→ **What you will do**
In this exercise, set down every entry that follows exactly as it appears.

→ **The records**
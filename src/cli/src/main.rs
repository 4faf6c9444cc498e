//! Cask CLI entry point.

use clap::Parser;
use tracing_subscriber::EnvFilter;

use cask_cli::commands::{dispatch, Cli};

#[tokio::main]
async fn main() {
    let cli = Cli::parse();

    let default_level = if cli.global.debug { "debug" } else { "warn" };
    tracing_subscriber::fmt()
        .with_env_filter(
            EnvFilter::try_from_default_env().unwrap_or_else(|_| EnvFilter::new(default_level)),
        )
        .with_writer(std::io::stderr)
        .with_target(false)
        .init();

    if let Err(e) = dispatch(cli).await {
        eprintln!("Error: {e}");
        std::process::exit(e.exit_code());
    }
}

→ **The completed task**
filename src/cli/src/main.rs
repository 4faf6c9444cc498e
//! Cask CLI entry point.

use clap::Parser;
use tracing_subscriber::EnvFilter;

use cask_cli::commands::{dispatch, Cli};

#[tokio::main]
async fn main() {
    let cli = Cli::parse();

    let default_level = if cli.global.debug { "debug" } else { "warn" };
    tracing_subscriber::fmt()
        .with_env_filter(
            EnvFilter::try_from_default_env().unwrap_or_else(|_| EnvFilter::new(default_level)),
        )
        .with_writer(std::io::stderr)
        .with_target(false)
        .init();

    if let Err(e) = dispatch(cli).await {
        eprintln!("Error: {e}");
        std::process::exit(e.exit_code());
    }
}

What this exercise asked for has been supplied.